Según el directivo, "el foco está puesto en las Pymes: qué servicios se pueden brindar a las empresas para que su operatoria sea más eficiente. Achicamos los costos y la conciliación es en tiempo real".
El plan "fintech premium" para empresas
Asimismo, Banco CMF también brindala plataforma de banco sponsor, es decir, la entidad que permite a las fintech la conexión bancaria y la gestión de cuentas CVU. Un sector en el que juegan BIND (Carrefour Banco y App YPF) y Coinag, de fuerte presencia entre las billeteras cripto locales.
"Tenemos 10 fintech y empresas grandes que ya operan con API integradas, como laboratorios, cadenas de retail y cadena de distribución que tienen billetera propia", revela Cohn.
En el rubro fintech, asegura que "la billetera propia permite a las empresas prestamistas bajar la mora, porque si tiene saldo pueden descontar desde ahí. Todo el negocio de remesas también está explotando".
Cohn resume que son "fintech segmento black", en relación a que privilegian sumar clientes que hagan match con una propuesta "premium" basada en cercanía y atención personalizada. Entre las firmas que utilizan sus servicios se destacan:
- Laboratorio Roemmers
- Capex SA, dedicada a la industria de la energía
- Bodega Rutini Wines
Para dar servicio, generaron una serie de plataformas de programación de aplicaciones (API), que sirven para conectar los sistemas del banco con los de sus clientes, para que puedan ofrecer a su vez servicios financieros.
Esto les permitirá participar en la próxima fase del negocio: las finanzas abiertas, una plataforma que el Gobierno anunció el año pasado para que los usuarios puedan compartir –con consentimiento previo– su información entre entidades para, por ejemplo, no presentar certificados de ingresos para un préstamo.
El plan "cripto" de CMF
Si bien pueden ofrecer servicios cripto a través de una ALyC, la compañía por el momento no solicitó una licencia de PSAV para no competir con sus clientes del rubro.
Sin embargo, dentro de su estrategia de proveedor de infraestructura, CMF es una de las entidades locales que participa de las pruebas de la JPM Coin, el token de depósito creado por JP Morgan para uso institucional.
"En una primera fase, se espera que los bancos trabajen en la integración de los servicios disponibles para comprobar mejoras en tiempos de las liquidaciones y conciliaciones interbancarias de los bancos integrados", anticipa Cohn.

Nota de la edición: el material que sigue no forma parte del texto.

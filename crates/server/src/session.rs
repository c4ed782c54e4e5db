//! Server-side sessions.
//!
//! A session is the unit of persistence: pane slots holding PTY masters and
//! shell children, the cached window size, the detached flag, and per-pane
//! grid snapshots waiting for the next attach. Ids are assigned
//! monotonically (highest existing + 1, starting at 0) and never reused.

use muxkit_protocol::{WindowSize, MAX_PANES};

use crate::spawn::SpawnedPane;

/// One pane slot. A reaped slot becomes `None`; slot indexes are stable for
/// the life of the session so they keep lining up with the front-end's pane
/// ids.
pub type PaneSlot = Option<SpawnedPane>;

pub struct Session {
    pub id: u32,
    /// Index of the bound connection in the dispatcher's table, when a
    /// front-end is attached.
    pub client: Option<usize>,
    pub detached: bool,
    panes: Vec<PaneSlot>,
    /// Most recent window size reported by the front-end. Used only as the
    /// initial PTY size for panes spawned later; never propagated to
    /// existing PTYs (the front-end is authoritative for those).
    pub window_size: WindowSize,
    /// Cached detach snapshots, indexed by pane id.
    snapshots: Vec<Option<Vec<u8>>>,
    /// Set once every pane's shell has been reaped; the dispatcher removes
    /// the session on its next sweep.
    pub defunct: bool,
}

impl Session {
    pub fn new(id: u32, client: usize) -> Session {
        Session {
            id,
            client: Some(client),
            detached: false,
            panes: Vec::new(),
            window_size: WindowSize::default(),
            snapshots: Vec::new(),
            defunct: false,
        }
    }

    /// Id for the next session given the current list (insertion ordered).
    pub fn next_id(sessions: &[Session]) -> u32 {
        sessions.last().map_or(0, |s| s.id + 1)
    }

    pub fn pane_count(&self) -> usize {
        self.panes.len()
    }

    pub fn can_add_pane(&self) -> bool {
        self.panes.len() < MAX_PANES
    }

    pub fn add_pane(&mut self, pane: SpawnedPane) {
        debug_assert!(self.can_add_pane());
        self.panes.push(Some(pane));
        self.snapshots.push(None);
    }

    pub fn panes_mut(&mut self) -> &mut [PaneSlot] {
        &mut self.panes
    }

    /// Live panes in slot order.
    pub fn live_panes(&self) -> impl Iterator<Item = &SpawnedPane> {
        self.panes.iter().flatten()
    }

    pub fn live_count(&self) -> usize {
        self.panes.iter().flatten().count()
    }

    /// Pid shown in session listings: the first live shell.
    pub fn display_pid(&self) -> Option<u32> {
        self.live_panes().next().map(|p| p.pid)
    }

    /// Stores a detach snapshot under its pane id; the previous snapshot
    /// for that pane is replaced.
    pub fn store_snapshot(&mut self, pane_id: u32, data: Vec<u8>) -> bool {
        let idx = pane_id as usize;
        if idx >= MAX_PANES {
            return false;
        }
        if idx >= self.snapshots.len() {
            self.snapshots.resize(idx + 1, None);
        }
        self.snapshots[idx] = Some(data);
        true
    }

    /// Snapshots present, in pane-id order.
    pub fn snapshot_count(&self) -> usize {
        self.snapshots.iter().flatten().filter(|s| !s.is_empty()).count()
    }

    /// Hands out all cached snapshots, clearing the cache; the next attach
    /// starts from live emulator state only.
    pub fn take_snapshots(&mut self) -> Vec<Vec<u8>> {
        self.snapshots
            .iter_mut()
            .filter_map(Option::take)
            .filter(|s| !s.is_empty())
            .collect()
    }
}

#[cfg(test)]
mod tests {
    use super::*;

    #[test]
    fn ids_are_monotone_from_zero() {
        let mut sessions: Vec<Session> = Vec::new();
        assert_eq!(Session::next_id(&sessions), 0);
        sessions.push(Session::new(0, 0));
        sessions.push(Session::new(1, 1));
        assert_eq!(Session::next_id(&sessions), 2);

        // Removal never frees an id for reuse.
        sessions.remove(0);
        assert_eq!(Session::next_id(&sessions), 2);
    }

    #[test]
    fn snapshot_store_and_take() {
        let mut s = Session::new(0, 0);
        assert!(s.store_snapshot(1, vec![1, 2, 3]));
        assert!(s.store_snapshot(0, vec![9]));
        assert!(!s.store_snapshot(MAX_PANES as u32, vec![0]));

        assert_eq!(s.snapshot_count(), 2);
        let taken = s.take_snapshots();
        assert_eq!(taken, vec![vec![9], vec![1, 2, 3]]);
        assert_eq!(s.snapshot_count(), 0);
    }

    #[test]
    fn empty_session_lists_nothing() {
        let mut s = Session::new(0, 0);
        assert!(s.display_pid().is_none());
        assert!(s.can_add_pane());
        assert_eq!(s.take_snapshots(), Vec::<Vec<u8>>::new());
    }
}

Estas pruebas se realizan "en principio sin dinero, con compensaciones de forma tradicional, pero la registración de las operaciones se realizaría con tecnología on-chain", según el directivo.
"Si bien el concepto está en fase de diseño, el objetivo es implementar un DLT (tecnología de registro distribuido), para reducir costos, mejorar velocidad y eficiencia operativa", completa.
Todo esto, de acuerdo con Cohn, se realizará en circuito cerrado o closed loop solo entre las instituciones participantes, con el "objetivo principal de contar con un registro de deuda compartido con la potencia del on-chain. Se estima que poco a poco se tokenicen activos y luego contratos inteligentes".
Las claves de la JPM Coin y su posible implementación en Argentina
En este sentido, resalta que "una vez afinado el MVP, los bancos podrán ofrecer una mejora de la seguridad, de los tiempos de las operaciones locales propias y de las de sus clientes".
"Considerando que el regulador avanza con iniciativas que permitirán la utilización de criptoactivos, stablecoins más precisamente, puede ser una gran herramienta para pagos crossborder en tiempo real, siempre que las políticas económico-financieras no generen descalces en monedas duras", añade.
El plan contempla el uso de activos digitales como medios de compensación, tanto a nivel local como internacionalmente. Es decir, informar si un banco está en posición acreedora o deudora frente a otro a partir de las transferencias de sus usuarios.
Con este modelo, el Banco CMF apuesta a aprovechar su infraestructura para potenciar a otras empresas que buscan proveer servicios financieros. Un rol poco visible, pero donde varios jugadores están construyendo valor.